The data was in 5 percent intervals. Actually, I tried a couple of ways of presenting it. In the end, I thought the one I posted was the best. It shows how many mortgages fall into NE as prices fall.

Thanks for the comment.

Alice

Anonymous said...

Alice,

Why don't you give the graph a catchy name (I'm afraid the best I can think of is the Alice Home Equity Aggregate Destruction Index, of the AHEAD-Index for short.

Put a sticky link to it and track it over time, every time the data series is available. Perhaps you could roll it backwards through time to get a trend. You might get lucky and find people tracking it.

Nick

Anonymous said...

This is a great way of following the crash, Alice. Please keep updating it.

London Estate Agent (!) - do you know what percentage of mortgage-holders ended up in -ve equity last time?

Anonymous said...

I dont understand this graph.

I have an LTV of around 30% at todays prices.

What percentage of mortgages have this LTV? Shouldnt this be a total rather than percentage? All of those percentages dont add up to be 100!

Sorry if I'm being thick.

Andy

Anonymous said...

I think it reads as roughly 68% of mortgages have a LTV of 30%.

Anonymous said...

Erm... the graph says that about 32% of mortgages have a LTV of 30% or better - while 68% have an LTV of 30% or worse.
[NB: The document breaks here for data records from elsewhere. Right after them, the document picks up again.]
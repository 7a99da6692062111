use crate::types::PlayerState;
use clap::ValueEnum;
use serde::{Deserialize, Serialize};

/// Cost curve growth factor shared by all four upgrade tracks.
pub const COST_GROWTH: f64 = 1.5;

/// The four purchasable upgrade tracks. Each owns an independent level
/// counter on [`PlayerState`] and its own base cost, but they all follow the
/// same geometric cost law.
#[derive(Debug, Clone, Copy, PartialEq, Eq, Serialize, Deserialize, ValueEnum)]
#[serde(rename_all = "kebab-case")]
pub enum UpgradeKind {
    /// Doubles the effective power of every click while owned.
    DoubleClick,
    /// Adds its level to click power before multipliers.
    ExtraClickPower,
    /// Multiplies experience gain per click.
    ExperienceMultiplier,
    /// Speeds up energy regeneration per whole second.
    EnergyRegenSpeed,
}

impl UpgradeKind {
    pub const ALL: [UpgradeKind; 4] = [
        UpgradeKind::DoubleClick,
        UpgradeKind::ExtraClickPower,
        UpgradeKind::ExperienceMultiplier,
        UpgradeKind::EnergyRegenSpeed,
    ];

    pub fn base_cost(self) -> f64 {
        match self {
            UpgradeKind::DoubleClick => 100.0,
            UpgradeKind::ExtraClickPower => 50.0,
            UpgradeKind::ExperienceMultiplier => 200.0,
            UpgradeKind::EnergyRegenSpeed => 300.0,
        }
    }

    pub fn label(self) -> &'static str {
        match self {
            UpgradeKind::DoubleClick => "Double Click",
            UpgradeKind::ExtraClickPower => "Extra Click Power",
            UpgradeKind::ExperienceMultiplier => "Experience Multiplier",
            UpgradeKind::EnergyRegenSpeed => "Energy Regen Speed",
        }
    }
}

/// `base * 1.5^level`. Holds for level 0 (`== base`) and grows strictly.
pub fn cost_for(kind: UpgradeKind, level: u32) -> f64 {
    kind.base_cost() * COST_GROWTH.powi(level as i32)
}

impl PlayerState {
    pub fn upgrade_level(&self, kind: UpgradeKind) -> u32 {
        match kind {
            UpgradeKind::DoubleClick => self.double_click_level,
            UpgradeKind::ExtraClickPower => self.extra_click_power_level,
            UpgradeKind::ExperienceMultiplier => self.experience_multiplier_level,
            UpgradeKind::EnergyRegenSpeed => self.energy_regen_speed_level,
        }
    }

    pub(crate) fn upgrade_level_mut(&mut self, kind: UpgradeKind) -> &mut u32 {
        match kind {
            UpgradeKind::DoubleClick => &mut self.double_click_level,
            UpgradeKind::ExtraClickPower => &mut self.extra_click_power_level,
            UpgradeKind::ExperienceMultiplier => &mut self.experience_multiplier_level,
            UpgradeKind::EnergyRegenSpeed => &mut self.energy_regen_speed_level,
        }
    }
}
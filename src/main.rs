use anyhow::Result;
use chrono::Utc;
use clap::{Parser, Subcommand};
use std::path::PathBuf;
use tracing::info;

mod config;
mod daemon;
mod error;
mod game;
mod mining;
mod rates;
mod staking;
mod state;
mod store;
mod types;
mod upgrades;

use crate::config::Config;
use crate::daemon::DeadspotDaemon;
use crate::error::EngineError;
use crate::state::AppState;
use crate::store::Store;
use crate::upgrades::{cost_for, UpgradeKind};

#[derive(Parser)]
#[command(
    name = "deadspot-daemon",
    version,
    about = "DEADSPOT staking & idle-mining simulator"
)]
struct Cli {
    /// Data directory for snapshots (default: ~/.deadspot)
    #[arg(long)]
    data_dir: Option<PathBuf>,

    #[command(subcommand)]
    command: Command,
}

#[derive(Subcommand)]
enum Command {
    /// Run the background daemon (mining ticks, verification, autosave)
    Run,
    /// Show player progression and staking balances
    Status,
    /// Mine manually
    Click {
        /// Number of clicks to apply
        #[arg(long, default_value_t = 1)]
        count: u32,
    },
    /// Claim the free faucet reward (30-minute cooldown)
    Faucet,
    /// Buy one level of an upgrade
    Buy { upgrade: UpgradeKind },
    /// Trade 500,000+ DEADSPOT for a permanent prestige level
    Prestige,
    /// Wipe all progress, prestige included
    Reset,
    /// List staking rates and deposit addresses
    Rates,
    /// Declare a staking deposit
    Deposit {
        crypto: String,
        amount: f64,
        days: u32,
        /// Transaction id of the (simulated) on-chain transfer
        #[arg(long)]
        tx_ref: String,
    },
    /// Request a simulated withdrawal against the accrued balance
    Withdraw {
        crypto: String,
        amount: f64,
        /// Destination wallet address
        #[arg(long)]
        address: String,
    },
}

#[tokio::main]
async fn main() -> Result<()> {
    tracing_subscriber::fmt()
        .with_env_filter(
            tracing_subscriber::EnvFilter::try_from_default_env()
                .unwrap_or_else(|_| "deadspot_daemon=debug,info".into()),
        )
        .init();

    let cli = Cli::parse();

    let config = Config::load_or_create(&Config::config_path())?;
    let data_dir = cli.data_dir.unwrap_or_else(Store::default_data_dir);
    let store = Store::new(data_dir)?;

    let now = Utc::now();
    let mut state = store.load(now);
    // Every entry point reconciles offline accrual first.
    state.advance_to(now);

    match cli.command {
        Command::Run => {
            println!("\n╔════════════════════════════════════════════════════════╗");
            println!("║                 DEADSPOT DAEMON v1.0.0                 ║");
            println!("║          Staking & Idle-Mining Simulator               ║");
            println!("╚════════════════════════════════════════════════════════╝\n");

            info!("🚀 DEADSPOT daemon starting...");
            let daemon = DeadspotDaemon::new(config, store, state);
            daemon.run().await?;
        }
        Command::Status => {
            print_status(&state, now);
        }
        Command::Click { count } => {
            let mut total_currency = 0.0;
            let mut total_levels = 0;
            let mut applied = 0;
            let mut stopped: Option<EngineError> = None;

            for _ in 0..count {
                match game::click(&mut state.player) {
                    Ok(outcome) => {
                        total_currency += outcome.currency_gained;
                        total_levels += outcome.levels_gained;
                        applied += 1;
                    }
                    Err(e) => {
                        stopped = Some(e);
                        break;
                    }
                }
            }

            store.save(&state)?;
            println!(
                "⚡ {applied} click(s): +{total_currency:.8} DEADSPOT | Energy: {}/{}",
                state.player.energy, state.player.max_energy
            );
            if total_levels > 0 {
                println!("🎉 Level up! Now level {}", state.player.level);
            }
            if let Some(e) = stopped {
                fail(e);
            }
        }
        Command::Faucet => {
            let mut rng = rand::thread_rng();
            match game::claim_faucet(&mut state.player, now, &mut rng) {
                Ok(reward) => {
                    store.save(&state)?;
                    println!("🚰 Faucet claimed: +{reward:.6} DEADSPOT");
                }
                Err(e) => fail(e),
            }
        }
        Command::Buy { upgrade } => {
            match game::buy_upgrade(&mut state.player, upgrade) {
                Ok(charged) => {
                    store.save(&state)?;
                    let level = state.player.upgrade_level(upgrade);
                    println!(
                        "🔧 {} -> level {} (-{:.2} DEADSPOT, next costs {:.2})",
                        upgrade.label(),
                        level,
                        charged,
                        cost_for(upgrade, level)
                    );
                }
                Err(e) => fail(e),
            }
        }
        Command::Prestige => {
            match game::attempt_prestige(&mut state.player) {
                Ok(level) => {
                    store.save(&state)?;
                    println!(
                        "⭐ Prestige {}! Banked {:.2} DEADSPOT, all gains now +{:.0}%",
                        level,
                        state.player.prestige_currency,
                        state.player.prestige_level as f64 * 7.0
                    );
                }
                Err(e) => fail(e),
            }
        }
        Command::Reset => {
            game::reset_game(&mut state.player);
            state.deposits.clear();
            store.save(&state)?;
            println!("🔄 Game reset. All progress erased.");
        }
        Command::Rates => {
            println!("💎 Staking rate table:");
            for (kind, info) in config.rates.iter() {
                println!(
                    "  {:<10} {:<18} {:.1}%  deposit to {}",
                    kind, info.display_name, info.annual_rate_percent, info.deposit_address
                );
            }
        }
        Command::Deposit {
            crypto,
            amount,
            days,
            tx_ref,
        } => {
            match staking::submit_deposit(&config.rates, &crypto, amount, days, &tx_ref, now) {
                Ok(deposit) => {
                    let info = config.rates.get(&crypto).unwrap();
                    state.deposits.push(deposit.clone());
                    store.save(&state)?;
                    println!(
                        "💎 Deposit {} submitted: {} {} over {} days at {:.1}%",
                        deposit.id, amount, info.display_name, days, deposit.annual_rate_percent
                    );
                    println!(
                        "⏳ Pending verification (~{}s). Funds count once verified.",
                        config.staking.verification_delay_secs
                    );
                }
                Err(e) => fail(e),
            }
        }
        Command::Withdraw {
            crypto,
            amount,
            address,
        } => {
            let balance = staking::total_balance(&state.deposits, now);
            let mut rng = rand::thread_rng();
            match staking::request_withdrawal(
                &config.rates,
                &crypto,
                amount,
                &address,
                balance,
                now,
                &mut rng,
            ) {
                Ok(ticket) => {
                    let info = config.rates.get(&crypto).unwrap();
                    println!(
                        "💸 Withdrawal {} accepted: {} {} to {}",
                        ticket.id, ticket.amount, info.display_name, ticket.destination_address
                    );
                    println!(
                        "⏳ Estimated settlement in {}h (by {})",
                        ticket.settlement_hours,
                        ticket.estimated_settlement().format("%Y-%m-%d %H:%M UTC")
                    );
                }
                Err(e) => fail(e),
            }
        }
    }

    Ok(())
}

fn print_status(state: &AppState, now: chrono::DateTime<Utc>) {
    let p = &state.player;
    println!("⛏️  DEADSPOT Miner");
    println!("  DEADSPOT:   {:.8}", p.currency);
    println!("  Level:      {} (exp {:.2})", p.level, p.experience);
    println!("  Energy:     {}/{}", p.energy, p.max_energy);
    println!("  Mining:     {:.8}/s", p.production_rate);
    println!(
        "  Prestige:   {} (+{:.0}% bonus, {:.2} banked)",
        p.prestige_level,
        p.prestige_level as f64 * 7.0,
        p.prestige_currency
    );
    for kind in UpgradeKind::ALL {
        println!(
            "  {:<24} level {} (next: {:.2})",
            kind.label(),
            p.upgrade_level(kind),
            cost_for(kind, p.upgrade_level(kind))
        );
    }

    let verified = state.deposits.iter().filter(|d| d.verified).count();
    let pending = state.deposits.len() - verified;
    println!("💎 Staking");
    println!(
        "  Balance:    {:.6} ({} active, {} pending)",
        staking::total_balance(&state.deposits, now),
        verified,
        pending
    );
    println!(
        "  Earnings:   {:.6}",
        staking::total_earnings(&state.deposits, now)
    );
}

fn fail(e: EngineError) -> ! {
    eprintln!("❌ {e}");
    std::process::exit(1);
}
My biggest complaint is that the V part of LTV is a fantasy figure supported by other mortgages. There is no external measure for asset value.

Another issue I have with this is that LTV suggests that the borrower is irrelevant. This is a nonsense... if someone is 30 with an income of £50K and a mortgage of £150K on a £150K purchase, the chances are he will pay it off without difficulty. Conversely, a 60-year-old with a residential mortgage of £300K on a property 'valued' at £1m, while also earning £50K, has 30% LTV but is incredibly unlikely to be able to either sell his assets or earn sufficient to repay his debts.

Without taking into account both age of the mortgagee and their income... LTV is an utterly ludicrous measure of risk. Even so, this obvious observation doesn't seem to have worried the investment banks.

Anonymous said...

"My biggest complaint is that the V part of LTV is a fantasy figure supported by other mortgages. There is no external measure for asset value."

Agreed the first point. Disagree the second. All investments can be valued as the NPV of future cash flows. An art not a science, but still possible to do meaningfully.

But yes, LTV is rather silly in some respects. It is very good for predicting default rates though. Once people lose equity they are far more likely to default.